Action item: The response must contain every line from the records below that has "static".

Source data:

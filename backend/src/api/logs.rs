//! Operational log stream.
//!
//! Pipeline progress is printed to stderr and fanned out over a broadcast
//! channel, which `GET /api/logs` exposes as Server-Sent Events.

use chrono::{SecondsFormat, Utc};
use once_cell::sync::Lazy;
use serde::{Deserialize, Serialize};
use tokio::sync::broadcast;

/// Capacity of the broadcast buffer; slow SSE clients skip older entries.
const CHANNEL_CAPACITY: usize = 256;

/// Log level for frontend display
#[derive(Debug, Clone, Copy, PartialEq, Eq, Serialize, Deserialize)]
#[serde(rename_all = "lowercase")]
pub enum LogLevel {
    Info,
    Success,
    Warning,
    Error,
}

impl LogLevel {
    fn prefix(&self) -> &'static str {
        match self {
            LogLevel::Info => "   ",
            LogLevel::Success => "   ✓",
            LogLevel::Warning => "   ⚠️",
            LogLevel::Error => "   ❌",
        }
    }
}

/// A single log entry
#[derive(Debug, Clone, Serialize, Deserialize)]
#[serde(rename_all = "camelCase")]
pub struct LogEntry {
    pub level: LogLevel,
    pub message: String,
    /// RFC 3339 UTC timestamp
    pub timestamp: String,
}

impl LogEntry {
    pub fn new(level: LogLevel, message: impl Into<String>) -> Self {
        Self {
            level,
            message: message.into(),
            timestamp: Utc::now().to_rfc3339_opts(SecondsFormat::Millis, true),
        }
    }

    /// Console rendering, e.g. `   ✓ Loaded 3 rows`.
    pub fn render(&self) -> String {
        format!("{} {}", self.level.prefix(), self.message)
    }
}

/// Global log broadcaster
pub static LOG_BROADCASTER: Lazy<LogBroadcaster> = Lazy::new(LogBroadcaster::new);

/// Broadcasts log entries to all connected SSE clients
pub struct LogBroadcaster {
    sender: broadcast::Sender<LogEntry>,
}

impl LogBroadcaster {
    pub fn new() -> Self {
        let (sender, _) = broadcast::channel(CHANNEL_CAPACITY);
        Self { sender }
    }

    /// Print the entry and send it to every subscriber.
    pub fn log(&self, entry: LogEntry) {
        eprintln!("{}", entry.render());
        // No subscribers is the normal CLI case
        let _ = self.sender.send(entry);
    }

    pub fn subscribe(&self) -> broadcast::Receiver<LogEntry> {
        self.sender.subscribe()
    }
}

impl Default for LogBroadcaster {
    fn default() -> Self {
        Self::new()
    }
}

pub fn log_info(msg: impl Into<String>) {
    LOG_BROADCASTER.log(LogEntry::new(LogLevel::Info, msg));
}

pub fn log_success(msg: impl Into<String>) {
    LOG_BROADCASTER.log(LogEntry::new(LogLevel::Success, msg));
}

pub fn log_warning(msg: impl Into<String>) {
    LOG_BROADCASTER.log(LogEntry::new(LogLevel::Warning, msg));
}

pub fn log_error(msg: impl Into<String>) {
    LOG_BROADCASTER.log(LogEntry::new(LogLevel::Error, msg));
}

#[cfg(test)]
mod tests {
    use super::*;

    #[test]
    fn test_subscribers_receive_entries() {
        let broadcaster = LogBroadcaster::new();
        let mut rx = broadcaster.subscribe();

        broadcaster.log(LogEntry::new(LogLevel::Warning, "column 'x' is constant"));

        let entry = rx.try_recv().unwrap();
        assert_eq!(entry.level, LogLevel::Warning);
        assert_eq!(entry.message, "column 'x' is constant");
    }

    #[test]
    fn test_entry_json_shape() {
        let entry = LogEntry::new(LogLevel::Success, "done");
        let value = serde_json::to_value(&entry).unwrap();
        assert_eq!(value["level"], "success");
        assert_eq!(value["message"], "done");
        assert!(value["timestamp"].as_str().unwrap().ends_with('Z'));
    }

    #[test]
    fn test_render() {
        assert_eq!(LogEntry::new(LogLevel::Error, "boom").render(), "   ❌ boom");
    }
}
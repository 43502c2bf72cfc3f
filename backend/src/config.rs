//! Application configuration.
//!
//! Defaults live here as constants. At startup `.env` is loaded with
//! `dotenvy`, then `TABCLEAN_*` environment variables override the defaults,
//! and CLI flags override both.

use std::env;

use crate::transform::DEFAULT_PREVIEW_ROWS;

/// Default HTTP port.
pub const DEFAULT_PORT: u16 = 3000;

/// Maximum upload size for the HTTP API (in bytes).
///
/// 50 MB limit.
pub const DEFAULT_MAX_UPLOAD_BYTES: usize = 50 * 1024 * 1024;

pub const ENV_PORT: &str = "TABCLEAN_PORT";
pub const ENV_PREVIEW_ROWS: &str = "TABCLEAN_PREVIEW_ROWS";
pub const ENV_MAX_UPLOAD_BYTES: &str = "TABCLEAN_MAX_UPLOAD_BYTES";

/// Runtime settings shared by the CLI and the HTTP server.
#[derive(Debug, Clone, PartialEq, Eq)]
pub struct AppConfig {
    pub port: u16,
    pub preview_rows: usize,
    pub max_upload_bytes: usize,
}

impl Default for AppConfig {
    fn default() -> Self {
        Self {
            port: DEFAULT_PORT,
            preview_rows: DEFAULT_PREVIEW_ROWS,
            max_upload_bytes: DEFAULT_MAX_UPLOAD_BYTES,
        }
    }
}

impl AppConfig {
    /// Defaults overridden by `TABCLEAN_*` environment variables.
    ///
    /// Unparseable values are reported and ignored.
    pub fn from_env() -> Self {
        Self::from_lookup(|key| env::var(key).ok())
    }

    /// Same as [`AppConfig::from_env`] with an injectable lookup.
    pub fn from_lookup<F>(lookup: F) -> Self
    where
        F: Fn(&str) -> Option<String>,
    {
        let defaults = Self::default();
        Self {
            port: parse_var(&lookup, ENV_PORT).unwrap_or(defaults.port),
            preview_rows: parse_var(&lookup, ENV_PREVIEW_ROWS).unwrap_or(defaults.preview_rows),
            max_upload_bytes: parse_var(&lookup, ENV_MAX_UPLOAD_BYTES)
                .unwrap_or(defaults.max_upload_bytes),
        }
    }
}

fn parse_var<T, F>(lookup: &F, key: &str) -> Option<T>
where
    T: std::str::FromStr,
    F: Fn(&str) -> Option<String>,
{
    let raw = lookup(key)?;
    match raw.trim().parse() {
        Ok(value) => Some(value),
        Err(_) => {
            eprintln!("⚠️  Ignoring invalid {}={:?}", key, raw);
            None
        }
    }
}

Exercise result:
    fn prefix(&self) -> &'static str {
pub static LOG_BROADCASTER: Lazy<LogBroadcaster> = Lazy::new(LogBroadcaster::new);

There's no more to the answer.